How to View the Correction (Here and in Sweden)

So we believe that the market correction in the resources is over, but we are not sure as to when the prices will resume their upward march again. At this time we are not as much concerned about them going up as we are with getting our stakes. Much as the race has been on for uranium companies to stake the most promising lands, it is now on for the individual investors to establish stakes in the most promising stocks. We recommended sxrUraniumone when we called the recent bottom as well as an oil sands player Canwest. We stick by those picks especially as SXR pushes ahead with its Honeymoon project in Australia. Now although we added to those stakes, we also look to add to others or even acquire new stakes altogether! So long as the market flatlines, we see a buying opportunity, however no margin at this time because there are times when the market does what you least expect and what you perceived as perfect timing is dead wrong.

Sticking with energy we also see a buying opportunity in Lundin Petroleum (LUPE.ST) as it has become known to us that the Swedes are allowed to buy up to 80% on margin in their country. We believe that this is the reason (and truly the only reason) that Lundin has lost over 25% of its value in the past week. However, we take solace in knowing that only 15% of its shares outstanding belong to small investors. In other words all the recent selling has come as these guys are forced out (due to margin calls most likely) but we are now left with a much stronger foundation to build upon as more financially sound owners come aboard. Our belief is that if you are going to successfully invest in oil, you will have to buy GROWING oil companies, because it still (in some cases) allows for growth with falling prices in resources, and oil is a resource.

At this time we believe that accumulation in the soon-to-be producers is the way to play, and at the time that those stocks begin to recover is when we can once again begin to speculate in the explorers. Cameco is also looking quite interesting at these prices. We are currently working on some company profiles which has been consuming most of our time, and hope to have those up in the next couple of weeks. So keep periodically checking in to see the updates.

Friday, May 19, 2006

Correction...New Buying Opportunity

With the recent market pullback, many of our energy stocks have seen a dramatic drop in their share prices. The oils have been hit nearly as hard as the uraniums, however it seems that the uranium stocks have experienced more of a downfall as a result to not only being in the energy business but mining as well. All mining stocks seem to have been hard hit recently as well as energy stocks. It seems that CWPC has just today hit its last support level at about $5.90 which we see as very fortunate because its next support can be found at the $5 area. Another stock, which recently hit an all time high as most uraniums have done, is SXRuranium which we think is a screaming buy. The company, on the Toronto Stock Exchange, fell to $9.07 where it seems to have hit its last support level, but like Canwest is about $2 off of its recent highs.
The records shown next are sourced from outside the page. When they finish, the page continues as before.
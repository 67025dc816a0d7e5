// Capability Inspector - reads subscriber metadata off a processor type

use crate::domain::{DomainError, SubscribedTopic};
use crate::error::Result;
use crate::port::TypeCatalog;

/// Extracts the topics a processor type advertises about itself
pub struct CapabilityInspector<'a> {
    catalog: &'a dyn TypeCatalog,
}

impl<'a> CapabilityInspector<'a> {
    pub fn new(catalog: &'a dyn TypeCatalog) -> Self {
        Self { catalog }
    }

    /// Advertised topics, or an empty list for types without the capability.
    ///
    /// Whether the type is loadable is the caller's concern. An advertised
    /// entry without a topic name is a configuration error of the type.
    pub fn subscribed_topics(&self, type_name: &str) -> Result<Vec<SubscribedTopic>> {
        let topics = self.catalog.subscriptions(type_name).unwrap_or_default();

        if topics.iter().any(|t| t.topic_name.trim().is_empty()) {
            return Err(DomainError::InvalidSubscription {
                type_name: type_name.to_string(),
            }
            .into());
        }

        Ok(topics.into_iter().map(SubscribedTopic::normalized).collect())
    }
}
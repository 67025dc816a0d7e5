// Domain Error Types

use thiserror::Error;

#[derive(Error, Debug, PartialEq, Eq)]
pub enum DomainError {
    #[error("{field} must not be empty")]
    EmptyName { field: &'static str },

    #[error("Queue not found: {0}")]
    QueueNotFound(String),

    #[error("Topic subscriber configuration is invalid for \"{type_name}\"")]
    InvalidSubscription { type_name: String },
}

pub type Result<T> = std::result::Result<T, DomainError>;
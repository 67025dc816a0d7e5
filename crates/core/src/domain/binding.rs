// Resolved Binding - one effective (queue, processor) pair

use super::error::{DomainError, Result};
use serde::{Deserialize, Serialize};

/// Output of the binding resolver.
///
/// Queue name and processor identifier are never empty.
#[derive(Debug, Clone, PartialEq, Eq, Serialize, Deserialize)]
pub struct ResolvedBinding {
    queue_name: String,
    processor_identifier: String,
    /// Topic the binding was resolved from (diagnostics only)
    topic_name: String,
}

impl ResolvedBinding {
    pub fn new(
        queue_name: impl Into<String>,
        processor_identifier: impl Into<String>,
        topic_name: impl Into<String>,
    ) -> Result<Self> {
        let queue_name = queue_name.into();
        let processor_identifier = processor_identifier.into();

        if queue_name.trim().is_empty() {
            return Err(DomainError::EmptyName {
                field: "queue name",
            });
        }
        if processor_identifier.trim().is_empty() {
            return Err(DomainError::EmptyName {
                field: "processor identifier",
            });
        }

        Ok(Self {
            queue_name,
            processor_identifier,
            topic_name: topic_name.into(),
        })
    }

    pub fn queue_name(&self) -> &str {
        &self.queue_name
    }

    pub fn processor_identifier(&self) -> &str {
        &self.processor_identifier
    }

    pub fn topic_name(&self) -> &str {
        &self.topic_name
    }
}
// Registry Definition - the container's registry sink

use enqueue_routing_core::domain::QueueMetaRegistry;
use enqueue_routing_core::port::RegistrySink;
use serde_json::Value;
use std::sync::Arc;

/// Index of the constructor argument receiving the queue map
const QUEUES_ARGUMENT: usize = 1;

/// Sink service whose second constructor argument receives the
/// `{queue: {"processors": [..]}}` map
#[derive(Debug, Clone, PartialEq)]
pub struct RegistryDefinition {
    arguments: Vec<Value>,
    registry: Option<Arc<QueueMetaRegistry>>,
}

impl Default for RegistryDefinition {
    fn default() -> Self {
        Self::new()
    }
}

impl RegistryDefinition {
    /// Arguments start as `[null, {}]`
    pub fn new() -> Self {
        Self::with_arguments(vec![Value::Null, Value::Object(Default::default())])
    }

    pub fn with_arguments(arguments: Vec<Value>) -> Self {
        Self {
            arguments,
            registry: None,
        }
    }

    pub fn arguments(&self) -> &[Value] {
        &self.arguments
    }

    pub fn argument(&self, index: usize) -> Option<&Value> {
        self.arguments.get(index)
    }

    /// The published registry, once the build pass has run
    pub fn registry(&self) -> Option<Arc<QueueMetaRegistry>> {
        self.registry.clone()
    }
}

impl RegistrySink for RegistryDefinition {
    fn publish(&mut self, registry: Arc<QueueMetaRegistry>) {
        if self.arguments.len() <= QUEUES_ARGUMENT {
            self.arguments.resize(QUEUES_ARGUMENT + 1, Value::Null);
        }
        self.arguments[QUEUES_ARGUMENT] = registry.to_sink_argument();
        self.registry = Some(registry);
    }
}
In all fairness we are not really sure what to think as to the news that two more board members were stepping down at Canwest in order for "independent" Directors to step in, but it seems strange. SXRuraniumone is most likely consolidating at these levels which should be healthy for the stock as it accumulates 'new money' as it embarks on its new journey (which we believe will be up). It seems that all of the uranium stocks have fallen to their support levels, with Cameco hitting a very strong one in the $37 area. We see this as the speculative money being chased out of investments that the risk could no longer be tolerated or "insured" through their margin.

With many of the companies that we have pointed out now below or close to even at this point, we see this as a tremendous buying opportunity. One in which we can now get into those companies that we previously did not have the opportunity to purchase at a decent price or could not afford at the time. Personally we are looking at SXR on the Toronto as our play during this pull-back but we are seriously considering a move into Canwest, as $2 to the upside (back to its old high areas) is worth more on a percentage basis than SXR moving up $2. However now is the time to diversify in the energy sector and for those of us with plenty of shares of Canwest it is probably wiser to not be greedy and invest in a new company which will shortly be producing from their new mine (SXR). We would also bless a move into PDN.to (Paladin) right now even though its move to the downside has been rather kinder to its shareholders than others'. We still see value from this company because it will be producing about 6 million pounds of Uranium within 3 years and at this price we see that as very attractive.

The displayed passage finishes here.